■ Exercise instructions
Each line in the records below, from the one that contains "#[derive(Debug, Clone)]" to the one that contains "let mut selection = Selection::new();", should be reproduced exactly, the first and last included.

■ Records shown
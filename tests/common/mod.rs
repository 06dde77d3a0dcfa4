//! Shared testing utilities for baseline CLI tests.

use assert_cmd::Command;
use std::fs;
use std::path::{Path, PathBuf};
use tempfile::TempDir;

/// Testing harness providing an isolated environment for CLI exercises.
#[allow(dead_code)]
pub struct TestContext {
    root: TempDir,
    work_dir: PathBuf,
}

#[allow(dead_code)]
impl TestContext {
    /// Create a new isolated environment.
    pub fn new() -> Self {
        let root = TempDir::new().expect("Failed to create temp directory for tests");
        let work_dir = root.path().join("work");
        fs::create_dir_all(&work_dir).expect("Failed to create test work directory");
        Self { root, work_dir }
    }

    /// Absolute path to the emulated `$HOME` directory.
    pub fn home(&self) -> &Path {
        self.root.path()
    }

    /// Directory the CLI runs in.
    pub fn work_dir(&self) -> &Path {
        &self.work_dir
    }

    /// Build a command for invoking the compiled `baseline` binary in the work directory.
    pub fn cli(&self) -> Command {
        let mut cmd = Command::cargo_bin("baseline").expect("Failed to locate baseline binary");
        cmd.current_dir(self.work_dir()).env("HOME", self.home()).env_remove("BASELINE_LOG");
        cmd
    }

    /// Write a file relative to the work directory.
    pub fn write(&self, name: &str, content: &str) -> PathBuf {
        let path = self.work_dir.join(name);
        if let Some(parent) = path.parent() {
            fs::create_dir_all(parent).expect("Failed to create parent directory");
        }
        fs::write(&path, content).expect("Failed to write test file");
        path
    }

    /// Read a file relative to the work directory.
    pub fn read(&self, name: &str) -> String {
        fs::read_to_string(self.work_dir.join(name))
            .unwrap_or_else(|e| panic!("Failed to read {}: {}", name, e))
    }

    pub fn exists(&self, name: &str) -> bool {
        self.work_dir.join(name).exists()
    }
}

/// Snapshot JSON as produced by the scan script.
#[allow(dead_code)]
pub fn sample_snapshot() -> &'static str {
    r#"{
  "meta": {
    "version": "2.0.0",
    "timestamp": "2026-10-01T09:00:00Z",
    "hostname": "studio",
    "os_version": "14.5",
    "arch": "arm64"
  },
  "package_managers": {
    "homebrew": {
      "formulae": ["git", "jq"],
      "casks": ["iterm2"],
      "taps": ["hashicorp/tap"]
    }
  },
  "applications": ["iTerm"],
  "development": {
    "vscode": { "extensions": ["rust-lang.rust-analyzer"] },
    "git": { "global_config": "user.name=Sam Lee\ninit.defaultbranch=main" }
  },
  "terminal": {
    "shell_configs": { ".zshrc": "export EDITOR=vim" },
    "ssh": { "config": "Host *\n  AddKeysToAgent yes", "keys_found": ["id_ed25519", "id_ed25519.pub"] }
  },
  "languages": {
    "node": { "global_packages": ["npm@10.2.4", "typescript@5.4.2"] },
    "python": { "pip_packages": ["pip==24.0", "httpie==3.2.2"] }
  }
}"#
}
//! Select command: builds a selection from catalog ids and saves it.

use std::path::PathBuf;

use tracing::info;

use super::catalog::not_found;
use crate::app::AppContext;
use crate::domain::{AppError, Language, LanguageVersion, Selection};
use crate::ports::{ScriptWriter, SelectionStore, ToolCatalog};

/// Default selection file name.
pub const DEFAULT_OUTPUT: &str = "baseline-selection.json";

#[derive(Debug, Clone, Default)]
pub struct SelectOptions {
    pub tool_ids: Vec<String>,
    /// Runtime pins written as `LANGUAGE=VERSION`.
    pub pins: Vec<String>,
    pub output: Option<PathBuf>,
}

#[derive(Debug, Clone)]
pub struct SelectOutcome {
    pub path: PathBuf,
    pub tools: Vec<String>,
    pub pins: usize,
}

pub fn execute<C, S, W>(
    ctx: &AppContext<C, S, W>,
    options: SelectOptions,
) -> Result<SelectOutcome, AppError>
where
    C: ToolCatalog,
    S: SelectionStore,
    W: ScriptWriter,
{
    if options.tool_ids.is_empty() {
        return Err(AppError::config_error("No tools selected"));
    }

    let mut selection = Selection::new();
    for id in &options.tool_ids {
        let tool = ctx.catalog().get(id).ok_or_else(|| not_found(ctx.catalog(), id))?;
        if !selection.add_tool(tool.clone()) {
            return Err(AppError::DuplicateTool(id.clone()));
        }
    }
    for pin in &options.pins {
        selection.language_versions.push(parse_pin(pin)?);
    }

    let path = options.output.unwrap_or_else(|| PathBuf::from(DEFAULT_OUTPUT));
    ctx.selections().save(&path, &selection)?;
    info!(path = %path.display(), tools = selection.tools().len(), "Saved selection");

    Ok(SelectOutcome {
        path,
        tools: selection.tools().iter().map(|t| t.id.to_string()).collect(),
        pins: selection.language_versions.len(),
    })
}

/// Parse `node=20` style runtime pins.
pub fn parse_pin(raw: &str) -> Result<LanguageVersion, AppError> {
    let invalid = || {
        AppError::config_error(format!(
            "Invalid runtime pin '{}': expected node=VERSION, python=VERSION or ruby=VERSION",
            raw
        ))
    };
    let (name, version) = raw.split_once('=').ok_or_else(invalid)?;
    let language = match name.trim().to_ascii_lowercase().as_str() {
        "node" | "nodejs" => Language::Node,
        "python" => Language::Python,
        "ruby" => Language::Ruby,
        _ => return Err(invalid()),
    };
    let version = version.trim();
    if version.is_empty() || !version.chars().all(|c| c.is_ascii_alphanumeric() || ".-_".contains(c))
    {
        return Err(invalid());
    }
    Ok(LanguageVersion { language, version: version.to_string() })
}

■ Answer for the task
#[derive(Debug, Clone)]
pub struct SelectOutcome {
    pub path: PathBuf,
    pub tools: Vec<String>,
    pub pins: usize,
}

pub fn execute<C, S, W>(
    ctx: &AppContext<C, S, W>,
    options: SelectOptions,
) -> Result<SelectOutcome, AppError>
where
    C: ToolCatalog,
    S: SelectionStore,
    W: ScriptWriter,
{
    if options.tool_ids.is_empty() {
        return Err(AppError::config_error("No tools selected"));
    }

    let mut selection = Selection::new();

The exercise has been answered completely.